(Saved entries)

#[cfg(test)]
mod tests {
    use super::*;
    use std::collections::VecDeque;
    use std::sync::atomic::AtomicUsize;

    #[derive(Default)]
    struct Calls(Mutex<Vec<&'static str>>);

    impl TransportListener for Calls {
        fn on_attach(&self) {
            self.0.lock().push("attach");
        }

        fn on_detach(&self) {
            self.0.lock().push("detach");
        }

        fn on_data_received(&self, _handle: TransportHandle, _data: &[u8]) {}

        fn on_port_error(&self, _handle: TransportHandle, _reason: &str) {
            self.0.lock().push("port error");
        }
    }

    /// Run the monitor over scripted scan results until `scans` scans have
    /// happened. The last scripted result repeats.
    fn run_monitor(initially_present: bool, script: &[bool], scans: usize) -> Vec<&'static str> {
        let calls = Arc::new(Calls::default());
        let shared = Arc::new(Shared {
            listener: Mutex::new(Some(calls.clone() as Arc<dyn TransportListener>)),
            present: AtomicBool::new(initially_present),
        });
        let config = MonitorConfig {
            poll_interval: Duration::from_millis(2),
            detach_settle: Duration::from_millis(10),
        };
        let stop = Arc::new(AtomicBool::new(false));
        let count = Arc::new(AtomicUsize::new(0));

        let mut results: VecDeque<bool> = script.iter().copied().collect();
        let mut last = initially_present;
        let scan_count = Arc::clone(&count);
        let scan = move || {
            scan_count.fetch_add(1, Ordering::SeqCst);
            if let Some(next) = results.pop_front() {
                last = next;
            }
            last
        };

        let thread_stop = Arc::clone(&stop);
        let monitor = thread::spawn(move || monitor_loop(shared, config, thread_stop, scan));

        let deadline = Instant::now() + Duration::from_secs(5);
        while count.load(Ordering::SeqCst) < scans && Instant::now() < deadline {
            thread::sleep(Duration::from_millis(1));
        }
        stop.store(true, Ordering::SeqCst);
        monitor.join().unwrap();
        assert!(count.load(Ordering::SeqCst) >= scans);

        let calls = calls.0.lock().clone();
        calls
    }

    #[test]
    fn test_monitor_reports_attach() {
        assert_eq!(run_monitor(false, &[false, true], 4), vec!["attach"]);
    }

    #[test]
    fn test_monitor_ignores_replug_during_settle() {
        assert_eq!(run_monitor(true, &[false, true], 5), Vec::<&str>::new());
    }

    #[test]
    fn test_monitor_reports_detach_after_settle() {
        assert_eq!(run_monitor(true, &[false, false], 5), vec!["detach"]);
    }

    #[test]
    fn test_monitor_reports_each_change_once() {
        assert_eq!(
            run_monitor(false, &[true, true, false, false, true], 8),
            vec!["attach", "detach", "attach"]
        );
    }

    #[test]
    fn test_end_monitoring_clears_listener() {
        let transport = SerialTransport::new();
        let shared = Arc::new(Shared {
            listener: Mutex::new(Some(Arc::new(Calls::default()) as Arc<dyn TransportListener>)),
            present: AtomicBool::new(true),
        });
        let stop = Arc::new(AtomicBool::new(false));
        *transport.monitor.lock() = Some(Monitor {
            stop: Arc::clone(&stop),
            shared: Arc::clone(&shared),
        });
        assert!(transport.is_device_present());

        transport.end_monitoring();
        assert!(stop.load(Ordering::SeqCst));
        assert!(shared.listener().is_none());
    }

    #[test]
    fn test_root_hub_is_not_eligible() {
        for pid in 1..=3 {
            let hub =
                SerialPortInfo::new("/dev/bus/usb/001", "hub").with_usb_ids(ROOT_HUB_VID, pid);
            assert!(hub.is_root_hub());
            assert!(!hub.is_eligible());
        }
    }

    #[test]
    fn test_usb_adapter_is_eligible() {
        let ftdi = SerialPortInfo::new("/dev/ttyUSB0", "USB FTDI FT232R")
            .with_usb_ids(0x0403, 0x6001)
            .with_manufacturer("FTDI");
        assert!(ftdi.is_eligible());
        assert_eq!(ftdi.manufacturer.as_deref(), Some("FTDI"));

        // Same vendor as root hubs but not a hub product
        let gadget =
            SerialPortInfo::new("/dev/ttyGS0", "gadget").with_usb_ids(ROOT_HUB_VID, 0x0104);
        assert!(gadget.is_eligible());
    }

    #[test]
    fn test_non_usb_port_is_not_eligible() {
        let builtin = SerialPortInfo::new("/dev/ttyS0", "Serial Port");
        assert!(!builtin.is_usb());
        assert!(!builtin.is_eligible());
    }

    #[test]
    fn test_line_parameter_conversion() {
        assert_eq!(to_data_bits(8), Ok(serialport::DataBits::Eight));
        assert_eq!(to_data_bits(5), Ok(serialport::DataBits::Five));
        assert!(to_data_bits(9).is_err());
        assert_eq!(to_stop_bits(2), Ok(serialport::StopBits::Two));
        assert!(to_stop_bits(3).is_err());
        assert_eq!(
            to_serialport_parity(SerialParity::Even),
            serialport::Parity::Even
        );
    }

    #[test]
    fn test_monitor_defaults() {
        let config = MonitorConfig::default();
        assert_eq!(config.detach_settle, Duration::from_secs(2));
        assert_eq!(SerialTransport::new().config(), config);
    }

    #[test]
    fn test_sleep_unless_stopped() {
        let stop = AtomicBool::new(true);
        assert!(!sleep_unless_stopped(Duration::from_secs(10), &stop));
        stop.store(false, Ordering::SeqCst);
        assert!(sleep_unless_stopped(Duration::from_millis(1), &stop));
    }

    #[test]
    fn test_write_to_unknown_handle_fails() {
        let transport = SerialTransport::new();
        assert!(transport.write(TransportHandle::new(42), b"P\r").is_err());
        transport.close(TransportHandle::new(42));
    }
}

--

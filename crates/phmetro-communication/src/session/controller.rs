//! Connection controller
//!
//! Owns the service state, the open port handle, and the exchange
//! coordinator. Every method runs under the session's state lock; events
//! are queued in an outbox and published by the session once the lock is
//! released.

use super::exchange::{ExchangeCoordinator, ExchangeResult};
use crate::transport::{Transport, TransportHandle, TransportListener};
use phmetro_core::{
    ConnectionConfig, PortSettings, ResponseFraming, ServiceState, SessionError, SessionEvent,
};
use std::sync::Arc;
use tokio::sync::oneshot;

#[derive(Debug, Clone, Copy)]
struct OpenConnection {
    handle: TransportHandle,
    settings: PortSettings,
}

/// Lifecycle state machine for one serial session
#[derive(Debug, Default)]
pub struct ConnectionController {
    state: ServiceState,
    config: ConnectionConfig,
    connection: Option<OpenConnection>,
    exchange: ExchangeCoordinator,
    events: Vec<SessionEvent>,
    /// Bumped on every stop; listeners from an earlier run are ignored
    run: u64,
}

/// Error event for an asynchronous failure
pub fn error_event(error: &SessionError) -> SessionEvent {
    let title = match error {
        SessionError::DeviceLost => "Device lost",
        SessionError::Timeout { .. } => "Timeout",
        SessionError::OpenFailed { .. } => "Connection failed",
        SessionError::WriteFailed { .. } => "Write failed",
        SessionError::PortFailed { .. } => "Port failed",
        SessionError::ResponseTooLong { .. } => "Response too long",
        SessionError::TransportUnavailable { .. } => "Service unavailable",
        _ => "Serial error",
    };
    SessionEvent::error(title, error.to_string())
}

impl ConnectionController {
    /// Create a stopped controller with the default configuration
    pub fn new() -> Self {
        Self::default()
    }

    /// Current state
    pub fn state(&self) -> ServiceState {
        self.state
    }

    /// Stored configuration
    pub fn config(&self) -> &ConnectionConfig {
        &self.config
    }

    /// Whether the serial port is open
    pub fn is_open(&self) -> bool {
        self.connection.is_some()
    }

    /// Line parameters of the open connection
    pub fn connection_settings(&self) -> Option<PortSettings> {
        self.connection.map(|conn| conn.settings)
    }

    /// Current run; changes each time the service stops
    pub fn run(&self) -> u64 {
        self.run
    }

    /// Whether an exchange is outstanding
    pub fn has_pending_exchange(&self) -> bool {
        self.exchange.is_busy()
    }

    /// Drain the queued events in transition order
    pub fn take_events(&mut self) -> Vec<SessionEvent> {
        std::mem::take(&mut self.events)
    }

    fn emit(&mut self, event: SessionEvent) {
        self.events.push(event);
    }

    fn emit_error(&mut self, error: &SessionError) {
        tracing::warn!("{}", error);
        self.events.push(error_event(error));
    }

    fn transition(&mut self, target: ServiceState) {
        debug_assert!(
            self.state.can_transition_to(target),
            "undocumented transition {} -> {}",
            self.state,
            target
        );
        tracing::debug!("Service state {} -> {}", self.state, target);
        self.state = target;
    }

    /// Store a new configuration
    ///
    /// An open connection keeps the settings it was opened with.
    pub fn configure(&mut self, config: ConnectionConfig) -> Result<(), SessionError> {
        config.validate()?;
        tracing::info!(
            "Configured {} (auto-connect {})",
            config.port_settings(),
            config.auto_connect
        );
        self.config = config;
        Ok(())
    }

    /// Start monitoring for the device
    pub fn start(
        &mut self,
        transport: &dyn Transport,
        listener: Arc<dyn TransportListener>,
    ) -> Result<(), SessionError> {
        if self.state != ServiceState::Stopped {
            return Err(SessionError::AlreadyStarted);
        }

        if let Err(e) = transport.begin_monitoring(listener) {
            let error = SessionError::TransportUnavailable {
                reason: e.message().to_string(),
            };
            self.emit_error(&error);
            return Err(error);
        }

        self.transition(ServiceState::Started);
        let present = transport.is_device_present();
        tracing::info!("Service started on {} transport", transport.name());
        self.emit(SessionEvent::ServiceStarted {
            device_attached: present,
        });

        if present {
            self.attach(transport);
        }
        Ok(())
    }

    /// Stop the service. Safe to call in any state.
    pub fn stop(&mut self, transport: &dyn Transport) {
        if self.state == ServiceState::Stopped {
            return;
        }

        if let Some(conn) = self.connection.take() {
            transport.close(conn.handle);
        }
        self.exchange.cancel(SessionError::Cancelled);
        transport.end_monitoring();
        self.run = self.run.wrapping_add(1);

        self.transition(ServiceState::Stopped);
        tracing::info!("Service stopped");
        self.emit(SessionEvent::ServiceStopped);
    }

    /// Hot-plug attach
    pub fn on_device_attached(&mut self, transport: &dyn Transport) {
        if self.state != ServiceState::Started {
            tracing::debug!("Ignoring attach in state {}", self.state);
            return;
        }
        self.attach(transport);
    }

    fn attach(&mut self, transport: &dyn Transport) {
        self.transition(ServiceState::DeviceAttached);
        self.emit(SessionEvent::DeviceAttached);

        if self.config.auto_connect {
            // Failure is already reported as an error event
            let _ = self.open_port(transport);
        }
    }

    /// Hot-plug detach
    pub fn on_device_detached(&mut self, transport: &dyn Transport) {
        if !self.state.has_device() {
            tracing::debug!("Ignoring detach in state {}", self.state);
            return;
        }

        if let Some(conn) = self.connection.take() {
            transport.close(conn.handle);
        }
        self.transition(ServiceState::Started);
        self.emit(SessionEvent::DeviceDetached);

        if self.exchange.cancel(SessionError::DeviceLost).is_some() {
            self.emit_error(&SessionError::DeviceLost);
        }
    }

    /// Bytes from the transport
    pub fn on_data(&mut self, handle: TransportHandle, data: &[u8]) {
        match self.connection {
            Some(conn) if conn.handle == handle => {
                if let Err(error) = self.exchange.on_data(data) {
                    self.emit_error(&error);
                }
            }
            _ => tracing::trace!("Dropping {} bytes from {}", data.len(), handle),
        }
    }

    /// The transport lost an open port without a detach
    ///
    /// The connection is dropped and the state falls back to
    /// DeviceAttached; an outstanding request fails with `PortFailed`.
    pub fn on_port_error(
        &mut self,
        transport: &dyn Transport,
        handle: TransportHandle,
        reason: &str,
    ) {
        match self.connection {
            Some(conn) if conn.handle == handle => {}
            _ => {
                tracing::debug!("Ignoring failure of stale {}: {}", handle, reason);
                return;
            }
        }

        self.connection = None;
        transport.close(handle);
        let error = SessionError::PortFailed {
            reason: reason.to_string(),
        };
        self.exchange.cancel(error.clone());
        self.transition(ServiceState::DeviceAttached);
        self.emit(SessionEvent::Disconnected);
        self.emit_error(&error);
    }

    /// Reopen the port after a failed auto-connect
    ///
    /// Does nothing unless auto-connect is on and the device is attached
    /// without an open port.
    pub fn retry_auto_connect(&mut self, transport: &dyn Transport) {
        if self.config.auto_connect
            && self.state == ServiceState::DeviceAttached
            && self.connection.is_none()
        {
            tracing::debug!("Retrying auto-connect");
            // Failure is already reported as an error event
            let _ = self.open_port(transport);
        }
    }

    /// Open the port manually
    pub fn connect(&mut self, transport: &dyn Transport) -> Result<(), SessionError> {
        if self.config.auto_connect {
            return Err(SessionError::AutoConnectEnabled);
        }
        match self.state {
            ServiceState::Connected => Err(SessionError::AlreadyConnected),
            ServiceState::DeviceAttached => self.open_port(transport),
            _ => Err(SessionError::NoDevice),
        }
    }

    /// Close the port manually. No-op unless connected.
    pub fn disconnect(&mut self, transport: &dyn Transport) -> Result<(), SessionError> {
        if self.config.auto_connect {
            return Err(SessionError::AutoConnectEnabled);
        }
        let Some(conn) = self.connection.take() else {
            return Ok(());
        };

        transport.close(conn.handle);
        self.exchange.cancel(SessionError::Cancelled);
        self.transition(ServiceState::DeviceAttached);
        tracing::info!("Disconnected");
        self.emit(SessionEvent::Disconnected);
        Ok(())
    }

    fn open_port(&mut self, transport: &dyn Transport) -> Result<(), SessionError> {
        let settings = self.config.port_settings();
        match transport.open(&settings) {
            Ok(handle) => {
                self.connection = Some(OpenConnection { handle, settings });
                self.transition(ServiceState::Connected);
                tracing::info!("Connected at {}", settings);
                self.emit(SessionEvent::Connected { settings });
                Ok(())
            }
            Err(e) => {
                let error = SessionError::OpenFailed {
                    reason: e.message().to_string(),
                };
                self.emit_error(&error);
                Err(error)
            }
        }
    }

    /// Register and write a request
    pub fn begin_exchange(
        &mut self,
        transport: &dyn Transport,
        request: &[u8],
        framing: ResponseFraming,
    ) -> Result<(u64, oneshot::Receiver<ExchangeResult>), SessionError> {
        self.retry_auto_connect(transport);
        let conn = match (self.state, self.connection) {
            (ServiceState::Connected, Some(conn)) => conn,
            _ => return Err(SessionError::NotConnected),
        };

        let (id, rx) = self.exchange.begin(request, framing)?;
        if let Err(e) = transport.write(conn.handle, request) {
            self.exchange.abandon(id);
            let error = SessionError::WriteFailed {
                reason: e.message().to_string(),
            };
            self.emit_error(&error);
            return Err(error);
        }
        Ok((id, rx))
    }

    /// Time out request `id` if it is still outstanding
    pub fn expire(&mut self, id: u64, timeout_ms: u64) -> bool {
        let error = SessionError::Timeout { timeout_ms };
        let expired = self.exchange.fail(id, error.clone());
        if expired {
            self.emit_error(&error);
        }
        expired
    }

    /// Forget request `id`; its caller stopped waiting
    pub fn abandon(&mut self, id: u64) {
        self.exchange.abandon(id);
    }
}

→ **Task item**
Above are the entries. Quote exactly the lines from the one bearing "pub fn state(&self)" through the one bearing "if self.state != ServiceState::Stopped".

→ **Answer box**
    pub fn state(&self) -> ServiceState {
        self.state
    }

    /// Stored configuration
    pub fn config(&self) -> &ConnectionConfig {
        &self.config
    }

    /// Whether the serial port is open
    pub fn is_open(&self) -> bool {
        self.connection.is_some()
    }

    /// Line parameters of the open connection
    pub fn connection_settings(&self) -> Option<PortSettings> {
        self.connection.map(|conn| conn.settings)
    }

    /// Current run; changes each time the service stops
    pub fn run(&self) -> u64 {
        self.run
    }

    /// Whether an exchange is outstanding
    pub fn has_pending_exchange(&self) -> bool {
        self.exchange.is_busy()
    }

    /// Drain the queued events in transition order
    pub fn take_events(&mut self) -> Vec<SessionEvent> {
        std::mem::take(&mut self.events)
    }

    fn emit(&mut self, event: SessionEvent) {
        self.events.push(event);
    }

    fn emit_error(&mut self, error: &SessionError) {
        tracing::warn!("{}", error);
        self.events.push(error_event(error));
    }

    fn transition(&mut self, target: ServiceState) {
        debug_assert!(
            self.state.can_transition_to(target),
            "undocumented transition {} -> {}",
            self.state,
            target
        );
        tracing::debug!("Service state {} -> {}", self.state, target);
        self.state = target;
    }

    /// Store a new configuration
    ///
    /// An open connection keeps the settings it was opened with.
    pub fn configure(&mut self, config: ConnectionConfig) -> Result<(), SessionError> {
        config.validate()?;
        tracing::info!(
            "Configured {} (auto-connect {})",
            config.port_settings(),
            config.auto_connect
        );
        self.config = config;
        Ok(())
    }

    /// Start monitoring for the device
    pub fn start(
        &mut self,
        transport: &dyn Transport,
        listener: Arc<dyn TransportListener>,
    ) -> Result<(), SessionError> {
        if self.state != ServiceState::Stopped {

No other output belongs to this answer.